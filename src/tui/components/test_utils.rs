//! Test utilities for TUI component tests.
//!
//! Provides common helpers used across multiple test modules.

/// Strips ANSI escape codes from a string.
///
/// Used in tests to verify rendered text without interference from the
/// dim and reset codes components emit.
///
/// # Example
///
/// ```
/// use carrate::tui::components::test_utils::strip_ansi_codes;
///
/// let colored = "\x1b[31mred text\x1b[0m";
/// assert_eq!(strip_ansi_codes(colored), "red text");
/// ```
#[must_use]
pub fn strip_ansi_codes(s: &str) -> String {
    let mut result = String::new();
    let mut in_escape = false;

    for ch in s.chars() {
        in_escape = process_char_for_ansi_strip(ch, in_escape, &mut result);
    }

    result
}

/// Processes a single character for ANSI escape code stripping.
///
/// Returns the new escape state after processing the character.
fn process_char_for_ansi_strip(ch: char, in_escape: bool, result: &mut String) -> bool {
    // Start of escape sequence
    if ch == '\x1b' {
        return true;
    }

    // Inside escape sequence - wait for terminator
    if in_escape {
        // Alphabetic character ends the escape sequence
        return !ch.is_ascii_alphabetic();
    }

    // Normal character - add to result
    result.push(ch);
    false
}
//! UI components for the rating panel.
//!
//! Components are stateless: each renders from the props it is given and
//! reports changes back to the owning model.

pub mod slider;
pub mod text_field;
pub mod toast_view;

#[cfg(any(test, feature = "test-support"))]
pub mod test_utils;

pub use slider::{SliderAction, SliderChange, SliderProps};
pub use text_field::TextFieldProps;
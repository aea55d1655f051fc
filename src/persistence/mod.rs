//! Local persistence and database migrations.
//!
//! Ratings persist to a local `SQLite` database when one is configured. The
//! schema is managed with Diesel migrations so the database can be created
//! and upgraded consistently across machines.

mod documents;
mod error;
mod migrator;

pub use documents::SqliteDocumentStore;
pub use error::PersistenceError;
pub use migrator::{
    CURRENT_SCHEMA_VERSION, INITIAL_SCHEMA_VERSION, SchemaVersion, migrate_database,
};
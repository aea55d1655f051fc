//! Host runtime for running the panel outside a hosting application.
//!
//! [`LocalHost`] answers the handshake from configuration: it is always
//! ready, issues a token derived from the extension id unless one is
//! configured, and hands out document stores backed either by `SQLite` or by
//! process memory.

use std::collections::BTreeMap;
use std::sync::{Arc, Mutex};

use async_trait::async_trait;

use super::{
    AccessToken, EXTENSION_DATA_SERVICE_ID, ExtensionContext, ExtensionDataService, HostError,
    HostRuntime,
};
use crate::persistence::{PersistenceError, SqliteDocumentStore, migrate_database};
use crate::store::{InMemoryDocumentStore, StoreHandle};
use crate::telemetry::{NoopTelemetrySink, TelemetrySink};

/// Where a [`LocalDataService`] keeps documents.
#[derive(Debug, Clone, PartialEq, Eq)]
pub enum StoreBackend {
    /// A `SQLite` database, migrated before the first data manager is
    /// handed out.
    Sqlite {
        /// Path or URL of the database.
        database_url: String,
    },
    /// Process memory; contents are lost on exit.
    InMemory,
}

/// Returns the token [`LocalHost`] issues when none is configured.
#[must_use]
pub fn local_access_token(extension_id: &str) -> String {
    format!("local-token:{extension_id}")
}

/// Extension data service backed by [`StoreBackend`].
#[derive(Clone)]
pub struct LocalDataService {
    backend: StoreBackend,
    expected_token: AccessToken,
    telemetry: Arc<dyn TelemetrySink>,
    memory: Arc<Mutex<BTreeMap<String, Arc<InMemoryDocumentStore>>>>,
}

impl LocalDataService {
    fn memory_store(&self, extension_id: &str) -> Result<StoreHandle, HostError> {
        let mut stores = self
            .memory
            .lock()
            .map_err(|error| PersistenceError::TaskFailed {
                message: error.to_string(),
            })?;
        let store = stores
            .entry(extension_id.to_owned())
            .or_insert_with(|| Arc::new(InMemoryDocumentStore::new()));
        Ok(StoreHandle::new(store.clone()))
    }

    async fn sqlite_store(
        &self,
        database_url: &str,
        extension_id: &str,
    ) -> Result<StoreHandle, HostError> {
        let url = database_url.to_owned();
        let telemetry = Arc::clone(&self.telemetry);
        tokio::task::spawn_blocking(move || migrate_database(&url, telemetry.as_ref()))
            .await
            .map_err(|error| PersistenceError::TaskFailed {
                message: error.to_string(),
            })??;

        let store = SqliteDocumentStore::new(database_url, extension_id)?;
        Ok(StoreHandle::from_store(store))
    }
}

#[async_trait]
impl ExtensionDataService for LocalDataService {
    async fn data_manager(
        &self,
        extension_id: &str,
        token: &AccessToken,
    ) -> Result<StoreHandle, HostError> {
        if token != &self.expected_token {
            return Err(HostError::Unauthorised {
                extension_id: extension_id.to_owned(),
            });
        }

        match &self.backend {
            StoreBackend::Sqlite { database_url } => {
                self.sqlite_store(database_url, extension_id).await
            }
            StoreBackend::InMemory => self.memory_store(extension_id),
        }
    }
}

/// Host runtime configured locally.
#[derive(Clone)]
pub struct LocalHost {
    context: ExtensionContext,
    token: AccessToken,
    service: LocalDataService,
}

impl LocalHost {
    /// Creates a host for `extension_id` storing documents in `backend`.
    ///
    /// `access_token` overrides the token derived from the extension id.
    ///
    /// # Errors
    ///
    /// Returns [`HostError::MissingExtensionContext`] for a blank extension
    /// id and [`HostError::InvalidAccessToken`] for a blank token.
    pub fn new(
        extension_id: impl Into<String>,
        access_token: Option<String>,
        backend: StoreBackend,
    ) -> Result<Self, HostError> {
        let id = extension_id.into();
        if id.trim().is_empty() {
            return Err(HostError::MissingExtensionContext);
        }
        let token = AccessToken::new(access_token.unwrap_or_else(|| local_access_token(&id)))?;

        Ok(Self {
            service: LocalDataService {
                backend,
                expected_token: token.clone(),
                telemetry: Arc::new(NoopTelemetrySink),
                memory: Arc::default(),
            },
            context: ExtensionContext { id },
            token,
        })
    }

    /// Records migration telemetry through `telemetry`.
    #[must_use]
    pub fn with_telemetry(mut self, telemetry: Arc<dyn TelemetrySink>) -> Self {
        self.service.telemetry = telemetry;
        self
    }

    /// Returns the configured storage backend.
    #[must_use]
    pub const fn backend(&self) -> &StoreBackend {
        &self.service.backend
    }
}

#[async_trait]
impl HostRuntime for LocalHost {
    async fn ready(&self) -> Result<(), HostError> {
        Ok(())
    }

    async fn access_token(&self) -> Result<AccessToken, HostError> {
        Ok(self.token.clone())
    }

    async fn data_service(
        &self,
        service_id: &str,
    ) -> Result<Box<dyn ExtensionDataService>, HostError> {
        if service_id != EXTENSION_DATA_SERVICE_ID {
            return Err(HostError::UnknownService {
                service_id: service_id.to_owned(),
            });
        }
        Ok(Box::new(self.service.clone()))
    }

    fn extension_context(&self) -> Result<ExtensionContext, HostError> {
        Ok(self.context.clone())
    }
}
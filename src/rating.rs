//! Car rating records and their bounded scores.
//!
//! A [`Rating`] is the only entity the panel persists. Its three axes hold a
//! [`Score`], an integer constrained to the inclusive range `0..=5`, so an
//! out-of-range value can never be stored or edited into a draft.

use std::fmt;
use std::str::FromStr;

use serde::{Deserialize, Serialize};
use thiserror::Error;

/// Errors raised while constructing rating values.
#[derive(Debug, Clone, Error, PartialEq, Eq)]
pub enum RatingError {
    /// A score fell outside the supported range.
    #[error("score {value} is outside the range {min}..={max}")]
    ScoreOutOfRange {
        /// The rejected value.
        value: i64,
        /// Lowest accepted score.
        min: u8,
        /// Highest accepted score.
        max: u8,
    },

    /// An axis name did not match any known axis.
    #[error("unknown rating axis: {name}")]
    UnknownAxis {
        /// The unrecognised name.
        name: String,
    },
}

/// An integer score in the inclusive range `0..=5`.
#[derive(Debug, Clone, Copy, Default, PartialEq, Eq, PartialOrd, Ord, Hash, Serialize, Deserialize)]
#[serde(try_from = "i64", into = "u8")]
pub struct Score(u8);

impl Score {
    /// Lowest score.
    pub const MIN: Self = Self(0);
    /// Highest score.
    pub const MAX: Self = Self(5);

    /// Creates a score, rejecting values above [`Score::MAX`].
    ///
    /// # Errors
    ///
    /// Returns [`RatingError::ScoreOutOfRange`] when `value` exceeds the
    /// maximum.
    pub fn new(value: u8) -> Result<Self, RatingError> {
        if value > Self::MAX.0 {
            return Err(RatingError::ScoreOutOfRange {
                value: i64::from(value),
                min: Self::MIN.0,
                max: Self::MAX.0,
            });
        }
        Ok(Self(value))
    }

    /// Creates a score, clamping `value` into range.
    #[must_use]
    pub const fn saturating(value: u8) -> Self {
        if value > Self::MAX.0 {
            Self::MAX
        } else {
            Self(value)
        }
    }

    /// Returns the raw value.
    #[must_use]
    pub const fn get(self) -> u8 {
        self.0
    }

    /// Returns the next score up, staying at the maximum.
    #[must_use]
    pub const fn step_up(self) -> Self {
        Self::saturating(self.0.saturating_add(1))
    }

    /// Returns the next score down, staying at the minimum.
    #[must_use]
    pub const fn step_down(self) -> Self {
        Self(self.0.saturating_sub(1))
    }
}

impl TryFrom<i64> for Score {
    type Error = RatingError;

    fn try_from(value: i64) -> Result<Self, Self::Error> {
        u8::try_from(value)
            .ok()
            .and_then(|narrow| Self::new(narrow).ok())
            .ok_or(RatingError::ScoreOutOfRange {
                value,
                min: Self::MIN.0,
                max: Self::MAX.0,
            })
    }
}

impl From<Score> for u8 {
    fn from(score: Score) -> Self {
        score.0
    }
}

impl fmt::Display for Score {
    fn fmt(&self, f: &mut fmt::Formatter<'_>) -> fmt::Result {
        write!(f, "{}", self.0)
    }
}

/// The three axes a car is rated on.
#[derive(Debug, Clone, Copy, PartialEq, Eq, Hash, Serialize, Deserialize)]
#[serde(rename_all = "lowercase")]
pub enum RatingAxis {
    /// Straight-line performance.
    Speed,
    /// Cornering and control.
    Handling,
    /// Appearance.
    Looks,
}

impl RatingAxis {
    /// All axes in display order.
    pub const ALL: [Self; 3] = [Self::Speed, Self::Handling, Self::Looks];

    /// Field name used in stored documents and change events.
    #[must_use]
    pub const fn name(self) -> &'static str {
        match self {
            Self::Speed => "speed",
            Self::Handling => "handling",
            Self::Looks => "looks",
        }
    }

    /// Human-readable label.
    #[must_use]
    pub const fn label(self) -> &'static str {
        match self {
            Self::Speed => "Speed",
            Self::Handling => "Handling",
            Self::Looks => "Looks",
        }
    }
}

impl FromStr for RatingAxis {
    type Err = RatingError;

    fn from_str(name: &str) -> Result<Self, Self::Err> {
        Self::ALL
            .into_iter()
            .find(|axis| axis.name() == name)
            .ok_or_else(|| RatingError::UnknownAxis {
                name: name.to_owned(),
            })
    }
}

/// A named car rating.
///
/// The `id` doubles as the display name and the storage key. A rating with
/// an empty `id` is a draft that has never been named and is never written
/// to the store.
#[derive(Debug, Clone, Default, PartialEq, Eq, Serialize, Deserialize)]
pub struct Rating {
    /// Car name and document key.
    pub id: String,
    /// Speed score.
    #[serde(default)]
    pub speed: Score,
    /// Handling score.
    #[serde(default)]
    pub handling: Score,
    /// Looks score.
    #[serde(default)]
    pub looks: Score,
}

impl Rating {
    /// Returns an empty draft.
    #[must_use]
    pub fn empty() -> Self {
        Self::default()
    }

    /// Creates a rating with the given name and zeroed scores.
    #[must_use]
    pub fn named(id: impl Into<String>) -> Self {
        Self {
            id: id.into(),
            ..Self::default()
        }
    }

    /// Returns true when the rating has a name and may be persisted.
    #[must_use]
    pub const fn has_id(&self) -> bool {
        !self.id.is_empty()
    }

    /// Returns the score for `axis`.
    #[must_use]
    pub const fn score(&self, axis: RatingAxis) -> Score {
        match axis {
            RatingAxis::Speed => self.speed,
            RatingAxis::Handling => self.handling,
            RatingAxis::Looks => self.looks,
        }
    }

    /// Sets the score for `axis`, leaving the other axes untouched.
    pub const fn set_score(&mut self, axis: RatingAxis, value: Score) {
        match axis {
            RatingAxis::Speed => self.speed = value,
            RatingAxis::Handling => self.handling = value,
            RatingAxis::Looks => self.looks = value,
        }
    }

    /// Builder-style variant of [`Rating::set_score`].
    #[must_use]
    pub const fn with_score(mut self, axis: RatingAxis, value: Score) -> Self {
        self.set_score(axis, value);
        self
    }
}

********************

Would you copy, word for word, only the lines from the start of the listing to the one that contains "can be created", both included?

filename src/tui/components/test_utils.rs
//! Test utilities for TUI component tests.
//!
//! Provides common helpers used across multiple test modules.

/// Strips ANSI escape codes from a string.
///
/// Used in tests to verify rendered text without interference from the
/// dim and reset codes components emit.
///
/// # Example
///
/// ```
/// use carrate::tui::components::test_utils::strip_ansi_codes;
///
/// let colored = "\x1b[31mred text\x1b[0m";
/// assert_eq!(strip_ansi_codes(colored), "red text");
/// ```
#[must_use]
pub fn strip_ansi_codes(s: &str) -> String {
    let mut result = String::new();
    let mut in_escape = false;

    for ch in s.chars() {
        in_escape = process_char_for_ansi_strip(ch, in_escape, &mut result);
    }

    result
}

/// Processes a single character for ANSI escape code stripping.
///
/// Returns the new escape state after processing the character.
fn process_char_for_ansi_strip(ch: char, in_escape: bool, result: &mut String) -> bool {
    // Start of escape sequence
    if ch == '\x1b' {
        return true;
    }

    // Inside escape sequence - wait for terminator
    if in_escape {
        // Alphabetic character ends the escape sequence
        return !ch.is_ascii_alphabetic();
    }

    // Normal character - add to result
    result.push(ch);
    false
}
//! UI components for the rating panel.
//!
//! Components are stateless: each renders from the props it is given and
//! reports changes back to the owning model.

pub mod slider;
pub mod text_field;
pub mod toast_view;

#[cfg(any(test, feature = "test-support"))]
pub mod test_utils;

pub use slider::{SliderAction, SliderChange, SliderProps};
pub use text_field::TextFieldProps;
repository aea55d1655f051fc
filename src/persistence/mod.rs
//! Local persistence and database migrations.
//!
//! Ratings persist to a local `SQLite` database when one is configured. The
//! schema is managed with Diesel migrations so the database can be created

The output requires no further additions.